** Input follows **

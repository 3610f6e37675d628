use std::any::Any;
use std::error::Error;
use std::fmt;

use crate::types::alloc_type::{Box, String};

/// Boxed error type carried by [`Fault::Errored`].
pub type BoxError = Box<dyn Error + Send + Sync + 'static>;

/// An unexpected fault raised by a computation instead of a modeled failure.
///
/// Faults never reach a `Bad` arm directly: the async engine hands them to the
/// converter configured on its [`FutureFactory`](crate::async_ext::FutureFactory), and
/// [`Or::catching`](crate::Or::catching) reports them as its bad type.
///
/// `Display` prints only the fault's message, the way an exception message reads.
#[derive(Debug)]
pub enum Fault {
    /// The computation panicked; holds the panic message.
    Panicked(String),
    /// The computation returned an error.
    Errored(BoxError),
}

impl Fault {
    /// Wraps an error returned by a computation.
    pub fn errored<E>(error: E) -> Self
    where
        E: Into<BoxError>,
    {
        Self::Errored(error.into())
    }

    /// Builds a fault from a panic payload, as returned by `catch_unwind` or a
    /// panicked task.
    pub fn from_panic(payload: Box<dyn Any + Send>) -> Self {
        let message = match payload.downcast::<String>() {
            Ok(message) => *message,
            Err(payload) => match payload.downcast_ref::<&'static str>() {
                Some(message) => String::from(*message),
                None => String::from("computation panicked"),
            },
        };
        Self::Panicked(message)
    }

    #[must_use]
    pub fn is_panic(&self) -> bool {
        matches!(self, Self::Panicked(_))
    }
}

impl fmt::Display for Fault {
    fn fmt(&self, f: &mut fmt::Formatter<'_>) -> fmt::Result {
        match self {
            Self::Panicked(message) => f.write_str(message),
            Self::Errored(error) => write!(f, "{}", error),
        }
    }
}

impl Error for Fault {
    fn source(&self) -> Option<&(dyn Error + 'static)> {
        match self {
            Self::Panicked(_) => None,
            Self::Errored(error) => Some(error.as_ref()),
        }
    }
}
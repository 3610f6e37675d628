//! The two-armed [`Or`] type and its helpers.
//!
//! # Key Components
//!
//! - [`Or`] - Either a `Good` value or a `Bad` value, never both
//! - [`Check`] - Pass/fail outcome used to validate good values
//! - Iterator adapters over the good value
//!
//! # Examples
//!
//! ```
//! use or_rail::Or;
//!
//! let name: Or<&str, String> = Or::good("Bridget Jones");
//! assert_eq!(name.map(str::len), Or::Good(13));
//!
//! let missing: Or<&str, String> = Or::bad("no name".to_string());
//! assert_eq!(missing.iter().count(), 0);
//! ```
pub mod check;
pub mod core;
pub mod iter;

pub use self::check::*;
pub use self::core::*;
pub use self::iter::*;
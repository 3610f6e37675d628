//! A Good/Bad result type that accumulates failures.
//!
//! [`Or`] is an explicit alternative to panics and early returns. Its real strength is
//! accumulation: independent validations are combined so that a failed combination
//! reports *every* problem, in the order the validations were declared, instead of
//! only the first one. The [`async_ext`] module applies the same rule to computations
//! that run concurrently and finish at different times.
//!
//! # Examples
//!
//! ## Chaining
//!
//! ```
//! use or_rail::{bad, Or};
//!
//! fn parse_age(input: &str) -> Or<u32, String> {
//!     match input.trim().parse::<i64>() {
//!         Ok(age) if age >= 0 => Or::good(age as u32),
//!         Ok(age) => bad!("'{}' is not a valid age", age),
//!         Err(_) => bad!("'{}' is not a valid integer", input),
//!     }
//! }
//!
//! let next_year = parse_age("29").map(|age| age + 1);
//! assert_eq!(next_year, Or::Good(30));
//! ```
//!
//! ## Accumulation
//!
//! ```
//! use or_rail::prelude::*;
//!
//! let name = Or::<&str, &str>::bad("'' is not a valid name").accumulating();
//! let age = Or::<u32, &str>::bad("'' is not a valid integer").accumulating();
//!
//! let person = (name, age).with_good(|(name, age)| format!("{} ({})", name, age));
//! assert_eq!(
//!     person,
//!     Or::Bad(Every::of_many("'' is not a valid name", ["'' is not a valid integer"]))
//! );
//! ```
//!
//! ## Collecting
//!
//! ```
//! use or_rail::prelude::*;
//!
//! let inputs = ["1", "x", "3", "y"];
//! let parsed: Or<Vec<i32>, Every<String>> = inputs
//!     .iter()
//!     .map(|s| Or::from_result(s.parse::<i32>()).bad_map(|_| format!("'{}' is not a number", s)))
//!     .map(Or::accumulating)
//!     .collect();
//!
//! assert_eq!(parsed.get_bad().len(), 2);
//! ```
#![cfg_attr(not(feature = "std"), no_std)]

#[cfg(not(feature = "std"))]
extern crate alloc;

#[cfg(feature = "std")]
extern crate std;

/// Combination of independently produced values
pub mod accumulation;
/// Conversions between `Or`, `Option` and `Result`
pub mod convert;
/// Macros for formatted bad values and checks
pub mod macros;
/// The two-armed `Or` type and `Check`
pub mod or;
/// Convenience re-exports for quick starts
pub mod prelude;
/// Non-empty failure collections and faults
pub mod types;

/// Async accumulation (requires `async` feature)
#[cfg(feature = "async")]
pub mod async_ext;

/// Async prelude - all async utilities in one import (requires `async` feature)
#[cfg(feature = "async")]
pub mod prelude_async;

pub use or::{Check, Or};
#[cfg(feature = "std")]
pub use types::Fault;
pub use types::{EmptyAccumulation, Every, IntoEvery, One};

** End of Input **

◆ Exercise objective:
From the line containing "for quick starts" to the last line of the records above, please write out every line exactly and add nothing.

◆ Solved problem:
/// Convenience re-exports for quick starts
pub mod prelude;
/// Non-empty failure collections and faults
pub mod types;

/// Async accumulation (requires `async` feature)
#[cfg(feature = "async")]
pub mod async_ext;

/// Async prelude - all async utilities in one import (requires `async` feature)
#[cfg(feature = "async")]
pub mod prelude_async;

pub use or::{Check, Or};
#[cfg(feature = "std")]
pub use types::Fault;
pub use types::{EmptyAccumulation, Every, IntoEvery, One};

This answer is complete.